In the matter of changing the 2004 zoning requirements for the Mundy Mill development, is our government looking out for the developer or themselves by trying to boost tax revenues at the expense of the citizens in the area of the development. The original plan was developed to enhance the area and the changes proposed would never have been supported by the citizen in the area.

Quote from the Saturday Times article: "A new proposal by the city's planning department eases 12 of the current zoning conditions on the development and would allow for smaller homes with a little vinyl siding, a material that had been completely shunned from the original plan. The proposal also removes the requirement to build tennis courts, gazebos, grills and picnic tables and lowers the expectation of a tiled bath to a ceramically-tiled bathroom floor."

Now the city planning board wants to rush through these changes because Gainesville's Community Development Director Rusty Ligon says the city initiated the zoning change, because it would be "logistically" impossible to receive support from all of the property owners in a timely manner.

No, the city is initiating the zoning changes because it knows it cannot get the support of the property owners in the area that would be affected by the changes. Again, government officials are bypassing citizens because they think they know better than those who have an investment in the area.

The city wants to get this development going forward again because it and the developer made a decision on the development in 2004 without an understanding of the risk of a change in the economic conditions.

They accepted the risk of developing the property and now want the citizens to bail them out because the economy has taken a turn for the worse.

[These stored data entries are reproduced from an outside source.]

//! CLI integration tests for the stackwizard binary
//!
//! These tests verify that the CLI commands work correctly by running
//! the actual compiled binary.

use assert_cmd::Command;
use predicates::prelude::*;

/// Get a Command instance for the stackwizard binary
#[allow(deprecated)]
fn stackwizard_cmd() -> Command {
    let mut cmd = Command::cargo_bin("stackwizard").expect("Failed to find stackwizard binary");
    cmd.env("NO_COLOR", "1");
    cmd
}

// ============================================================================
// --version / --help
// ============================================================================

#[test]
fn test_version_flag() {
    stackwizard_cmd()
        .arg("--version")
        .assert()
        .success()
        .stdout(predicate::str::contains(env!("CARGO_PKG_VERSION")));
}

#[test]
fn test_help_lists_commands() {
    stackwizard_cmd()
        .arg("--help")
        .assert()
        .success()
        .stdout(predicate::str::contains("new"))
        .stdout(predicate::str::contains("doctor"))
        .stdout(predicate::str::contains("validate"))
        .stdout(predicate::str::contains("cleanup"));
}

// ============================================================================
// validate command tests
// ============================================================================

#[test]
fn test_validate_accepts_project_name() {
    stackwizard_cmd()
        .args(["validate", "project-name", "my-app"])
        .assert()
        .success()
        .stdout(predicate::str::contains("valid"));
}

#[test]
fn test_validate_rejects_leading_hyphen() {
    stackwizard_cmd()
        .args(["validate", "project-name", "--", "-bad"])
        .assert()
        .code(1)
        .stderr(predicate::str::contains("cannot start or end with a hyphen"));
}

#[test]
fn test_validate_rejects_surrounding_whitespace() {
    stackwizard_cmd()
        .args(["validate", "project-name", " my-app"])
        .assert()
        .code(1)
        .stderr(predicate::str::contains("lowercase letters, numbers and hyphens"));
}

#[test]
fn test_validate_rejects_reserved_name() {
    stackwizard_cmd()
        .args(["validate", "project-name", "node_modules"])
        .assert()
        .code(1)
        .stderr(predicate::str::contains("reserved"));
}

#[test]
fn test_validate_rejects_out_of_range_port() {
    stackwizard_cmd()
        .args(["validate", "port", "70000"])
        .assert()
        .code(1)
        .stderr(predicate::str::contains("between 1 and 65535"));
}

#[test]
fn test_validate_well_known_port_warns_but_passes() {
    stackwizard_cmd()
        .args(["validate", "port", "443"])
        .assert()
        .success()
        .stdout(predicate::str::contains("HTTPS"));
}

#[test]
fn test_validate_short_password_rejected_by_default() {
    let temp_dir = tempfile::tempdir().expect("Failed to create temp dir");
    stackwizard_cmd()
        .current_dir(temp_dir.path())
        .args(["validate", "db-password", "short"])
        .assert()
        .code(1);
}

#[test]
fn test_validate_short_password_warns_when_lenient() {
    let temp_dir = tempfile::tempdir().expect("Failed to create temp dir");
    std::fs::write(temp_dir.path().join("stackwizard.toml"), "strict_passwords = false\n")
        .expect("Failed to write settings");
    stackwizard_cmd()
        .current_dir(temp_dir.path())
        .args(["validate", "db-password", "short"])
        .assert()
        .success()
        .stdout(predicate::str::contains("at least 8 characters"));
}

#[test]
fn test_validate_unknown_field_fails() {
    stackwizard_cmd()
        .args(["validate", "colour", "blue"])
        .assert()
        .failure()
        .stderr(predicate::str::contains("unknown field"));
}

// ============================================================================
// port / cleanup command tests
// ============================================================================

#[test]
fn test_port_in_use_fails() {
    let listener = std::net::TcpListener::bind(("0.0.0.0", 0)).expect("Failed to bind");
    let port = listener.local_addr().unwrap().port().to_string();
    stackwizard_cmd()
        .args(["port", &port])
        .assert()
        .code(1)
        .stderr(predicate::str::contains("in use"));
}

#[test]
fn test_cleanup_removes_directory() {
    let temp_dir = tempfile::tempdir().expect("Failed to create temp dir");
    let target = temp_dir.path().join("my-app");
    std::fs::create_dir_all(target.join("src")).unwrap();
    std::fs::write(target.join("src/main.py"), "print('hi')").unwrap();

    stackwizard_cmd()
        .arg("cleanup")
        .arg(&target)
        .assert()
        .success()
        .stdout(predicate::str::contains("Removed"));
    assert!(!target.exists());
}

#[test]
fn test_cleanup_missing_path_is_noop() {
    let temp_dir = tempfile::tempdir().expect("Failed to create temp dir");
    stackwizard_cmd()
        .arg("cleanup")
        .arg(temp_dir.path().join("absent"))
        .assert()
        .success()
        .stdout(predicate::str::contains("Nothing to remove"));
}

// ============================================================================
// Settings and invalid input
// ============================================================================

#[test]
fn test_missing_explicit_settings_file_fails() {
    stackwizard_cmd()
        .args(["--config", "does-not-exist.toml", "validate", "port", "8000"])
        .assert()
        .code(1)
        .stderr(predicate::str::contains("settings file not found"));
}

#[test]
fn test_debug_mode_writes_log_file() {
    let temp_dir = tempfile::tempdir().expect("Failed to create temp dir");
    let logs = temp_dir.path().join("logs");
    stackwizard_cmd()
        .current_dir(temp_dir.path())
        .env("STACKWIZARD__LOG_DIR", &logs)
        .args(["--debug", "validate", "port", "8000"])
        .assert()
        .success()
        .stderr(predicate::str::contains("Debug log:"));

    let files: Vec<_> = std::fs::read_dir(&logs).unwrap().collect();
    assert_eq!(files.len(), 1);
}

#[test]
fn test_invalid_command_fails() {
    stackwizard_cmd()
        .arg("nonexistent")
        .assert()
        .failure()
        .stderr(predicate::str::contains("error"));
}
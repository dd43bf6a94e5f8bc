//! StackWizard - full-stack project generator
//!
//! This library exposes the generator's error handling and recovery layer:
//! error classification, diagnostics, input validation, preflight checks,
//! recovery decisions and cleanup. The `stackwizard` binary drives them
//! through [`workflow::GenerationWorkflow`].

pub mod cleanup;
pub mod config;
pub mod error;
pub mod logging;
pub mod port;
pub mod process;
pub mod project;
pub mod recovery;
pub mod requirements;
pub mod ui;
pub mod validation;
pub mod workflow;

What if these proposed changes don't get the development going again? Are we in line for future changes that would lower the standards even further? Are we in line for higher density and lower- valued homes that will negatively impact all the property owners in the area?

It is time that we hold the line on bailouts and force the city and developer to fulfill the 2004 promises they made the citizens in the area, even if it takes longer than originally planned. The zoning rules set out in 2004 must be enforced and this developer or future developers of the property must be held to the rules originally passed.